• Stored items
= Beginning of Section =

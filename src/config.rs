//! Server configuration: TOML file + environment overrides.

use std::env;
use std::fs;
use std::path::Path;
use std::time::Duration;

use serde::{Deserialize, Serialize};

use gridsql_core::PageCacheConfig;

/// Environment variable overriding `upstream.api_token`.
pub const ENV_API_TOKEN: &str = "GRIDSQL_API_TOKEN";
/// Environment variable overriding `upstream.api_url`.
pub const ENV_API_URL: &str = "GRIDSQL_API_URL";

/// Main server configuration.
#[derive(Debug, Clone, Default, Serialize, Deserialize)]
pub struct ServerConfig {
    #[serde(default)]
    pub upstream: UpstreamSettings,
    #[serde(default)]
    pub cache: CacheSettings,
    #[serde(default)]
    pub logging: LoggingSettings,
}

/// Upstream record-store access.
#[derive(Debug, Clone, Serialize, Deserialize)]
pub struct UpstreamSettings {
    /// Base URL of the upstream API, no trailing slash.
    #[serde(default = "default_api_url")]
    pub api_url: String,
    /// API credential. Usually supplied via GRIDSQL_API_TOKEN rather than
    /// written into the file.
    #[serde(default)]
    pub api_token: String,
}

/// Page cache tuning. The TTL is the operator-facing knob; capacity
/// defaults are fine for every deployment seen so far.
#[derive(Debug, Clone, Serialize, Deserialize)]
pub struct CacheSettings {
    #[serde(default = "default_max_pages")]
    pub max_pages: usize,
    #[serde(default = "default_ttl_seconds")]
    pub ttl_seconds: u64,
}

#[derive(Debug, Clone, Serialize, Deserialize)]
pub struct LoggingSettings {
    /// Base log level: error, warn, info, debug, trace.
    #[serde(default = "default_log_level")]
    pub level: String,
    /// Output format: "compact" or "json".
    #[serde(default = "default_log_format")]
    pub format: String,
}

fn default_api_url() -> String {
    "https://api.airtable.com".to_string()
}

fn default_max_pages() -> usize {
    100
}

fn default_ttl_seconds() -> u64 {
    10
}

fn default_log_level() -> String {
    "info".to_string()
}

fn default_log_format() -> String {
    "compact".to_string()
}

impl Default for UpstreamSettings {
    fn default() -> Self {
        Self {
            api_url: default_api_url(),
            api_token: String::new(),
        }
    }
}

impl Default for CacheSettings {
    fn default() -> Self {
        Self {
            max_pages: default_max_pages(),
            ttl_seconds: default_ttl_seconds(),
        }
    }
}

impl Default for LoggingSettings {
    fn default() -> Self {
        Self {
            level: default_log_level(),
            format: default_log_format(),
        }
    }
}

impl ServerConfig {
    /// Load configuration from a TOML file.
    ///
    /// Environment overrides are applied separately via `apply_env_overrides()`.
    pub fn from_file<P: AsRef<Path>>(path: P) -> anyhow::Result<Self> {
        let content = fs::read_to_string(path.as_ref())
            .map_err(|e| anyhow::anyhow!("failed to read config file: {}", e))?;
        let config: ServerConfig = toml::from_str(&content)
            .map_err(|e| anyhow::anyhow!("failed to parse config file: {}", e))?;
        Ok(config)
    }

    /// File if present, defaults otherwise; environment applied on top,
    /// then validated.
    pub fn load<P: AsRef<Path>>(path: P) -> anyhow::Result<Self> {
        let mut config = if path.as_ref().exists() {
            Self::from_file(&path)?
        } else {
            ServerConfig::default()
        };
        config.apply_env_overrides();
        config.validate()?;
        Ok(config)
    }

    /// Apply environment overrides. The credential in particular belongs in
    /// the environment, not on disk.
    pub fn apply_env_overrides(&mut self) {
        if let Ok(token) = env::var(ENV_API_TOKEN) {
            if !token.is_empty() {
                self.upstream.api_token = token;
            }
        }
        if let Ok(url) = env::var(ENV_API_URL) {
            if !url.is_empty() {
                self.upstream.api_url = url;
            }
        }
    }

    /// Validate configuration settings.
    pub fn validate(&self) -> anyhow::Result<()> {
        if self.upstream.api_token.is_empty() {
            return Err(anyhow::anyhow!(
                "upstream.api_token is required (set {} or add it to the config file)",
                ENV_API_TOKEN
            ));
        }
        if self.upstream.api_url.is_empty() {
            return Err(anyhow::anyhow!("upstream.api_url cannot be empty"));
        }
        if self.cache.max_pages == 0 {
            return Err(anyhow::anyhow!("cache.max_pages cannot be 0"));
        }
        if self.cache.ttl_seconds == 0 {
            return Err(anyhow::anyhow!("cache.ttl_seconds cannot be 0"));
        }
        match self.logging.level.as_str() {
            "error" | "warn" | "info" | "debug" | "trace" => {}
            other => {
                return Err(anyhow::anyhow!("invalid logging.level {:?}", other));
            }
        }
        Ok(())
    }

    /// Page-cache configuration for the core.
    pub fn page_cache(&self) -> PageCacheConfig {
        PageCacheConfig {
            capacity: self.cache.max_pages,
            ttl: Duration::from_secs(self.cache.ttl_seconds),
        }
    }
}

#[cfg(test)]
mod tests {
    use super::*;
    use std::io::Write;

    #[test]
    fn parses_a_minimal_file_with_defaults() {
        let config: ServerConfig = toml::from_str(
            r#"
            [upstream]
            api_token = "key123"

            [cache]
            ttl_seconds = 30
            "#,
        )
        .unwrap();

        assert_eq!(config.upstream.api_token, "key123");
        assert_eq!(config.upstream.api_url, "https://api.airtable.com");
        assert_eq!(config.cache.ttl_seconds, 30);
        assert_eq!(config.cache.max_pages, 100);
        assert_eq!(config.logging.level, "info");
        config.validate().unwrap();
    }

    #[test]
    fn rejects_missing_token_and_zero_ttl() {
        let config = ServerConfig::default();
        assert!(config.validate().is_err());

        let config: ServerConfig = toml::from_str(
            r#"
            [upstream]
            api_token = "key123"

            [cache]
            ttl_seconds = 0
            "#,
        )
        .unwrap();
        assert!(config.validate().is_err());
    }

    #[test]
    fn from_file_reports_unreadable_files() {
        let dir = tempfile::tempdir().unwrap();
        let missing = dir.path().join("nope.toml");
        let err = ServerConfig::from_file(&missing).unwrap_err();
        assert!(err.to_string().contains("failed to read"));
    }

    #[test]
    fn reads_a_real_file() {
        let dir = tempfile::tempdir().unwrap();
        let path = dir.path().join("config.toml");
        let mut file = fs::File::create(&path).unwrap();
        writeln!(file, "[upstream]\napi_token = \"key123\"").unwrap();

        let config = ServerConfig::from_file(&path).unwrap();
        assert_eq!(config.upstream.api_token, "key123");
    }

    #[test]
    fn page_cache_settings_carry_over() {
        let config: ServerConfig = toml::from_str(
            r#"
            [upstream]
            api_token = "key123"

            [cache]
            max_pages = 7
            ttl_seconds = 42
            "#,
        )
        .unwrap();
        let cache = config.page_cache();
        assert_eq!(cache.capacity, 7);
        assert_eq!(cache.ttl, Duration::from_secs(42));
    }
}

= End of Section =

• What you are asked to do
Every record above is to be copied exactly.

• Task output
filename src/config.rs
//! Server configuration: TOML file + environment overrides.

use std::env;
use std::fs;
use std::path::Path;
use std::time::Duration;

use serde::{Deserialize, Serialize};

use gridsql_core::PageCacheConfig;

/// Environment variable overriding `upstream.api_token`.
pub const ENV_API_TOKEN: &str = "GRIDSQL_API_TOKEN";
/// Environment variable overriding `upstream.api_url`.
pub const ENV_API_URL: &str = "GRIDSQL_API_URL";

/// Main server configuration.
#[derive(Debug, Clone, Default, Serialize, Deserialize)]
pub struct ServerConfig {
    #[serde(default)]
    pub upstream: UpstreamSettings,
    #[serde(default)]
    pub cache: CacheSettings,
    #[serde(default)]
    pub logging: LoggingSettings,
}

/// Upstream record-store access.
#[derive(Debug, Clone, Serialize, Deserialize)]
pub struct UpstreamSettings {
    /// Base URL of the upstream API, no trailing slash.
    #[serde(default = "default_api_url")]
    pub api_url: String,
    /// API credential. Usually supplied via GRIDSQL_API_TOKEN rather than
    /// written into the file.
    #[serde(default)]
    pub api_token: String,
}

/// Page cache tuning. The TTL is the operator-facing knob; capacity
/// defaults are fine for every deployment seen so far.
#[derive(Debug, Clone, Serialize, Deserialize)]
pub struct CacheSettings {
    #[serde(default = "default_max_pages")]
    pub max_pages: usize,
    #[serde(default = "default_ttl_seconds")]
    pub ttl_seconds: u64,
}

#[derive(Debug, Clone, Serialize, Deserialize)]
pub struct LoggingSettings {
    /// Base log level: error, warn, info, debug, trace.
    #[serde(default = "default_log_level")]
    pub level: String,
    /// Output format: "compact" or "json".
    #[serde(default = "default_log_format")]
    pub format: String,
}

fn default_api_url() -> String {
    "https://api.airtable.com".to_string()
}

fn default_max_pages() -> usize {
    100
}

fn default_ttl_seconds() -> u64 {
    10
}

fn default_log_level() -> String {
    "info".to_string()
}

fn default_log_format() -> String {
    "compact".to_string()
}

impl Default for UpstreamSettings {
    fn default() -> Self {
        Self {
            api_url: default_api_url(),
            api_token: String::new(),
        }
    }
}

impl Default for CacheSettings {
    fn default() -> Self {
        Self {
            max_pages: default_max_pages(),
            ttl_seconds: default_ttl_seconds(),
        }
    }
}

impl Default for LoggingSettings {
    fn default() -> Self {
        Self {
            level: default_log_level(),
            format: default_log_format(),
        }
    }
}

impl ServerConfig {
    /// Load configuration from a TOML file.
    ///
    /// Environment overrides are applied separately via `apply_env_overrides()`.
    pub fn from_file<P: AsRef<Path>>(path: P) -> anyhow::Result<Self> {
        let content = fs::read_to_string(path.as_ref())
            .map_err(|e| anyhow::anyhow!("failed to read config file: {}", e))?;
        let config: ServerConfig = toml::from_str(&content)
            .map_err(|e| anyhow::anyhow!("failed to parse config file: {}", e))?;
        Ok(config)
    }

    /// File if present, defaults otherwise; environment applied on top,
    /// then validated.
    pub fn load<P: AsRef<Path>>(path: P) -> anyhow::Result<Self> {
        let mut config = if path.as_ref().exists() {
            Self::from_file(&path)?
        } else {
            ServerConfig::default()
        };
        config.apply_env_overrides();
        config.validate()?;
        Ok(config)
    }

    /// Apply environment overrides. The credential in particular belongs in
    /// the environment, not on disk.
    pub fn apply_env_overrides(&mut self) {
        if let Ok(token) = env::var(ENV_API_TOKEN) {
            if !token.is_empty() {
                self.upstream.api_token = token;
            }
        }
        if let Ok(url) = env::var(ENV_API_URL) {
            if !url.is_empty() {
                self.upstream.api_url = url;
            }
        }
    }

    /// Validate configuration settings.
    pub fn validate(&self) -> anyhow::Result<()> {
        if self.upstream.api_token.is_empty() {
            return Err(anyhow::anyhow!(
                "upstream.api_token is required (set {} or add it to the config file)",
                ENV_API_TOKEN
            ));
        }
        if self.upstream.api_url.is_empty() {
            return Err(anyhow::anyhow!("upstream.api_url cannot be empty"));
        }
        if self.cache.max_pages == 0 {
            return Err(anyhow::anyhow!("cache.max_pages cannot be 0"));
        }
        if self.cache.ttl_seconds == 0 {
            return Err(anyhow::anyhow!("cache.ttl_seconds cannot be 0"));
        }
        match self.logging.level.as_str() {
            "error" | "warn" | "info" | "debug" | "trace" => {}
            other => {
                return Err(anyhow::anyhow!("invalid logging.level {:?}", other));
            }
        }
        Ok(())
    }

    /// Page-cache configuration for the core.
    pub fn page_cache(&self) -> PageCacheConfig {
        PageCacheConfig {
            capacity: self.cache.max_pages,
            ttl: Duration::from_secs(self.cache.ttl_seconds),
        }
    }
}

#[cfg(test)]
mod tests {
    use super::*;
    use std::io::Write;

    #[test]
    fn parses_a_minimal_file_with_defaults() {
        let config: ServerConfig = toml::from_str(
            r#"
            [upstream]
            api_token = "key123"

            [cache]
            ttl_seconds = 30
            "#,
        )
        .unwrap();

        assert_eq!(config.upstream.api_token, "key123");
        assert_eq!(config.upstream.api_url, "https://api.airtable.com");
        assert_eq!(config.cache.ttl_seconds, 30);
        assert_eq!(config.cache.max_pages, 100);
        assert_eq!(config.logging.level, "info");
        config.validate().unwrap();
    }

    #[test]
    fn rejects_missing_token_and_zero_ttl() {
        let config = ServerConfig::default();
        assert!(config.validate().is_err());

        let config: ServerConfig = toml::from_str(
            r#"
            [upstream]
            api_token = "key123"

            [cache]
            ttl_seconds = 0
            "#,
        )
        .unwrap();
        assert!(config.validate().is_err());
    }

    #[test]
    fn from_file_reports_unreadable_files() {
        let dir = tempfile::tempdir().unwrap();
        let missing = dir.path().join("nope.toml");
        let err = ServerConfig::from_file(&missing).unwrap_err();
        assert!(err.to_string().contains("failed to read"));
    }

    #[test]
    fn reads_a_real_file() {
        let dir = tempfile::tempdir().unwrap();
        let path = dir.path().join("config.toml");
        let mut file = fs::File::create(&path).unwrap();
        writeln!(file, "[upstream]\napi_token = \"key123\"").unwrap();

        let config = ServerConfig::from_file(&path).unwrap();
        assert_eq!(config.upstream.api_token, "key123");
    }

    #[test]
    fn page_cache_settings_carry_over() {
        let config: ServerConfig = toml::from_str(
            r#"
            [upstream]
            api_token = "key123"

            [cache]
            max_pages = 7
            ttl_seconds = 42
            "#,
        )
        .unwrap();
        let cache = config.page_cache();
        assert_eq!(cache.capacity, 7);
        assert_eq!(cache.ttl, Duration::from_secs(42));
    }
}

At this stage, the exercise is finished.